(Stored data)
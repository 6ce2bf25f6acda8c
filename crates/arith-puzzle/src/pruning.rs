//! Numeric legality rules for the search.
//!
//! Every candidate result goes through these checks before it becomes a
//! step, so anything rejected here can never appear in a solution path.
//! The replayer and the formula checker reuse the same tolerance.

use crate::puzzle::Operator;

/// Results with a larger magnitude are discarded
pub const MAGNITUDE_LIMIT: f64 = 50_000.0;

/// Non-zero results smaller than this are treated as precision noise
pub const PRECISION_FLOOR: f64 = 1e-6;

/// Tolerance for matching a value against the target
pub const TARGET_TOLERANCE: f64 = 1e-5;

/// Power operands must lie in these inclusive windows
pub const MAX_POWER_EXPONENT: f64 = 3.0;
pub const MAX_POWER_BASE: f64 = 100.0;

pub fn is_integer(value: f64) -> bool {
    value.is_finite() && value.fract() == 0.0
}

pub fn matches_target(value: f64, target: f64) -> bool {
    (value - target).abs() < TARGET_TOLERANCE
}

/// Magnitude guard: exact zero passes, near-zero noise does not
pub fn within_magnitude(value: f64) -> bool {
    if !value.is_finite() {
        return false;
    }
    let magnitude = value.abs();
    if magnitude > MAGNITUDE_LIMIT {
        return false;
    }
    !(magnitude < PRECISION_FLOOR && value != 0.0)
}

/// Check the power operand windows: integer exponent in [0, 3], integer base in [0, 100]
pub fn power_operands_allowed(base: f64, exponent: f64) -> bool {
    is_integer(exponent)
        && (0.0..=MAX_POWER_EXPONENT).contains(&exponent)
        && is_integer(base)
        && (0.0..=MAX_POWER_BASE).contains(&base)
}

/// Apply a binary operator, or `None` when the candidate is illegal.
///
/// `Sqrt` is never a binary candidate.
pub fn apply_binary(op: Operator, left: f64, right: f64, allow_decimals: bool) -> Option<f64> {
    let result = match op {
        Operator::Add => left + right,
        Operator::Sub => left - right,
        Operator::Mul => left * right,
        Operator::Div => {
            if right == 0.0 {
                return None;
            }
            let quotient = left / right;
            if !allow_decimals && !is_integer(quotient) {
                return None;
            }
            quotient
        }
        Operator::Pow => {
            if !power_operands_allowed(left, right) {
                return None;
            }
            left.powi(right as i32)
        }
        Operator::Sqrt => return None,
    };

    within_magnitude(result).then_some(result)
}

/// Apply square root to a single operand, or `None` when illegal
pub fn apply_sqrt(operand: f64, allow_decimals: bool) -> Option<f64> {
    if operand < 0.0 {
        return None;
    }
    let result = operand.sqrt();
    if !allow_decimals && !is_integer(result) {
        return None;
    }
    within_magnitude(result).then_some(result)
}
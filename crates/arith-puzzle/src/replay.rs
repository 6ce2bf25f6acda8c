//! Path replay with metrics tracking.
//!
//! Re-executes a solution path step by step against the original elements,
//! checking that each operand is actually available and that each result
//! follows from the level rules. Used to verify solver output and any path
//! loaded from JSON.

use crate::level::Level;
use crate::pruning::{apply_binary, apply_sqrt, is_integer, matches_target};
use crate::puzzle::{NumberToken, Problem, Step, ELEMENT_COUNT};
use crate::solver::{SearchRules, SearchState, Tokens};

/// Result status of a replay
#[derive(Debug, Clone, Copy, PartialEq, Eq)]
pub enum ReplayStatus {
    /// One value left and it equals the target
    Reached,
    /// One value left but it is not the target
    Missed,
    /// A step used a value that was not available
    MissingOperand,
    /// A step broke the level rules (operator, operand window, depth)
    IllegalStep,
    /// A step recorded a result its operands do not produce
    ResultMismatch,
    /// More than one value left after the last step
    Unreduced,
}

/// Metrics collected during replay
#[derive(Debug, Clone)]
pub struct ReplayMetrics {
    pub steps: usize,
    pub combine_steps: usize,
    pub unary_steps: usize,
    /// How often each original slot was folded into a step
    pub slot_uses: [usize; ELEMENT_COUNT],
    /// Every element, operand and result was a whole number
    pub all_integers: bool,
    pub max_magnitude: f64,
    pub final_value: Option<f64>,
}

impl Default for ReplayMetrics {
    fn default() -> Self {
        Self {
            steps: 0,
            combine_steps: 0,
            unary_steps: 0,
            slot_uses: [0; ELEMENT_COUNT],
            all_integers: true,
            max_magnitude: 0.0,
            final_value: None,
        }
    }
}

impl ReplayMetrics {
    /// Check that every original slot was used exactly once
    pub fn each_slot_used_once(&self) -> bool {
        self.slot_uses.iter().all(|&uses| uses == 1)
    }

    fn observe(&mut self, value: f64) {
        self.all_integers &= is_integer(value);
        self.max_magnitude = self.max_magnitude.max(value.abs());
    }
}

/// Result of replaying a path
#[derive(Debug, Clone)]
pub struct ReplayResult {
    pub status: ReplayStatus,
    pub metrics: ReplayMetrics,
    pub reached: bool,
    /// Index of the step that failed, if any
    pub failed_step: Option<usize>,
}

impl ReplayResult {
    fn finish(status: ReplayStatus, metrics: ReplayMetrics, failed_step: Option<usize>) -> Self {
        Self {
            status,
            reached: status == ReplayStatus::Reached,
            metrics,
            failed_step,
        }
    }
}

/// Position of a pool value matching `value`, skipping `exclude`
fn find_operand(pool: &Tokens, value: f64, exclude: Option<usize>) -> Option<usize> {
    pool.iter()
        .enumerate()
        .find(|&(index, token)| Some(index) != exclude && matches_target(token.value, value))
        .map(|(index, _)| index)
}

/// Replay a path over the elements in slot order
pub fn replay(elements: &[f64], path: &[Step], target: f64, rules: &SearchRules) -> ReplayResult {
    let mut pool: Tokens = SearchState::from_elements(elements).tokens;
    let mut metrics = ReplayMetrics::default();
    for &element in elements {
        metrics.observe(element);
    }

    for (index, step) in path.iter().enumerate() {
        metrics.steps += 1;

        if metrics.steps > rules.max_operations || step.operator.is_unary() != step.is_unary() {
            return ReplayResult::finish(ReplayStatus::IllegalStep, metrics, Some(index));
        }

        let (consumed, recomputed) = match step.right {
            None => {
                if !rules.sqrt_enabled() {
                    return ReplayResult::finish(ReplayStatus::IllegalStep, metrics, Some(index));
                }
                let Some(position) = find_operand(&pool, step.left, None) else {
                    return ReplayResult::finish(
                        ReplayStatus::MissingOperand,
                        metrics,
                        Some(index),
                    );
                };
                let operand = pool[position].value;
                metrics.unary_steps += 1;
                (vec![position], apply_sqrt(operand, rules.allow_decimals))
            }
            Some(right) => {
                if !rules.operators.contains(&step.operator) {
                    return ReplayResult::finish(ReplayStatus::IllegalStep, metrics, Some(index));
                }
                let left_position = find_operand(&pool, step.left, None);
                let right_position =
                    left_position.and_then(|left| find_operand(&pool, right, Some(left)));
                let (Some(left_position), Some(right_position)) = (left_position, right_position)
                else {
                    return ReplayResult::finish(
                        ReplayStatus::MissingOperand,
                        metrics,
                        Some(index),
                    );
                };
                let left = pool[left_position].value;
                let right = pool[right_position].value;
                metrics.combine_steps += 1;
                (
                    vec![left_position, right_position],
                    apply_binary(step.operator, left, right, rules.allow_decimals),
                )
            }
        };

        let Some(result) = recomputed else {
            return ReplayResult::finish(ReplayStatus::IllegalStep, metrics, Some(index));
        };
        if !matches_target(result, step.result) {
            return ReplayResult::finish(ReplayStatus::ResultMismatch, metrics, Some(index));
        }

        for &position in &consumed {
            if let Some(slot) = pool[position].origin {
                if let Some(uses) = metrics.slot_uses.get_mut(slot) {
                    *uses += 1;
                }
            }
            metrics.observe(pool[position].value);
        }
        metrics.observe(result);

        let mut sorted = consumed;
        sorted.sort_unstable_by(|a, b| b.cmp(a));
        for position in sorted {
            pool.remove(position);
        }
        pool.push(NumberToken::derived(result));
    }

    if pool.len() != 1 {
        return ReplayResult::finish(ReplayStatus::Unreduced, metrics, None);
    }

    let final_value = pool[0].value;
    metrics.final_value = Some(final_value);

    let status = if matches_target(final_value, target) {
        ReplayStatus::Reached
    } else {
        ReplayStatus::Missed
    };
    ReplayResult::finish(status, metrics, None)
}

/// Simple verification: does the path reduce the elements to the target?
pub fn verify_path(elements: &[f64], path: &[Step], target: f64, rules: &SearchRules) -> bool {
    replay(elements, path, target, rules).reached
}

/// Check a generated problem against the level it claims to belong to
pub fn verify_problem(problem: &Problem, level: &Level) -> bool {
    verify_path(
        &problem.element_values(),
        &problem.solution,
        problem.target as f64,
        &SearchRules::from(level),
    )
}
use thiserror::Error;

use crate::puzzle::Operator;

/// A level configuration that cannot be used for generation
#[derive(Debug, Clone, PartialEq, Eq, Error)]
pub enum LevelError {
    #[error("level `{id}`: number range [{min}, {max}] is empty")]
    EmptyNumberRange { id: String, min: i64, max: i64 },
    #[error("level `{id}`: target range [{min}, {max}] is empty")]
    EmptyTargetRange { id: String, min: i64, max: i64 },
    #[error("level `{id}`: no operators allowed")]
    NoOperators { id: String },
    #[error("level `{id}`: maxOperations must be at least 1")]
    ZeroOperations { id: String },
    #[error("unknown level `{0}`")]
    UnknownLevel(String),
}

#[derive(Debug, Error)]
pub enum LoadError {
    #[error("failed to read level file: {0}")]
    Io(#[from] std::io::Error),
    #[error("failed to parse level JSON: {0}")]
    Json(#[from] serde_json::Error),
    #[error(transparent)]
    Invalid(#[from] LevelError),
}

#[derive(Debug, Clone, PartialEq, Eq, Error)]
pub enum GenerateError {
    #[error(transparent)]
    InvalidLevel(#[from] LevelError),
    #[error("no solvable problem found after {attempts} attempts")]
    Exhausted { attempts: usize },
}

/// Rejection of a player formula. The problem stays as it was.
#[derive(Debug, Clone, PartialEq, Error)]
pub enum FormulaError {
    #[error("please enter a formula")]
    Empty,
    #[error("unexpected character `{ch}` at position {position}")]
    UnexpectedChar { ch: char, position: usize },
    #[error("numbers cannot be typed directly (found `{0}`); use A, B, C and D")]
    Literal(String),
    #[error("only A, B, C, D are allowed as variables (found `{0}`)")]
    UnknownVariable(String),
    #[error("element {label} must be used exactly once (used {count} times)")]
    ElementUsage { label: char, count: usize },
    #[error("operator `{0}` is not allowed on this level")]
    DisallowedOperator(Operator),
    #[error("unexpected `{found}` at position {position}")]
    UnexpectedToken { found: String, position: usize },
    #[error("formula ends unexpectedly")]
    UnexpectedEnd,
    #[error("could not evaluate formula: {0}")]
    Syntax(String),
    #[error("result is not a real number")]
    NotReal,
    #[error("result is not a finite number")]
    NotFinite,
}

impl From<meval::Error> for FormulaError {
    fn from(err: meval::Error) -> Self {
        FormulaError::Syntax(err.to_string())
    }
}

#[derive(Debug, Clone, PartialEq, Error)]
pub enum SessionError {
    #[error("no active problem; generate one first")]
    NoProblem,
    #[error(transparent)]
    Formula(#[from] FormulaError),
    #[error(transparent)]
    Generate(#[from] GenerateError),
}
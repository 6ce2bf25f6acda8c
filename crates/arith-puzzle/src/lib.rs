//! Arithmetic puzzle generator.
//!
//! Picks four numbers and a target that are guaranteed to be connected by
//! at least one sequence of allowed operations, found with a bounded
//! backtracking search. Also checks the formula a player submits.

pub mod error;
pub mod formula;
pub mod generator;
pub mod level;
pub mod pruning;
pub mod puzzle;
pub mod replay;
pub mod session;
pub mod solver;

// Re-export main types
pub use error::{FormulaError, GenerateError, LevelError, LoadError, SessionError};
pub use formula::{check_formula, evaluate_formula, Verdict};
pub use generator::{GenerationReport, GeneratorConfig, ProblemGenerator, DEFAULT_MAX_ATTEMPTS};
pub use level::Level;
pub use puzzle::{NumberToken, Operator, Problem, Step, ELEMENT_COUNT, ELEMENT_LABELS};
pub use replay::{replay, verify_path, verify_problem, ReplayMetrics, ReplayResult, ReplayStatus};
pub use session::{GameSession, SubmitOutcome};
pub use solver::{find_solution, solve, SearchResult, SearchRules, SearchState};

(What needs to be done): Could you copy every line from the records that has "numbers" in it?

(Answer for the task):
    #[error("numbers cannot be typed directly (found `{0}`); use A, B, C and D")]
//! Picks four numbers and a target that are guaranteed to be connected by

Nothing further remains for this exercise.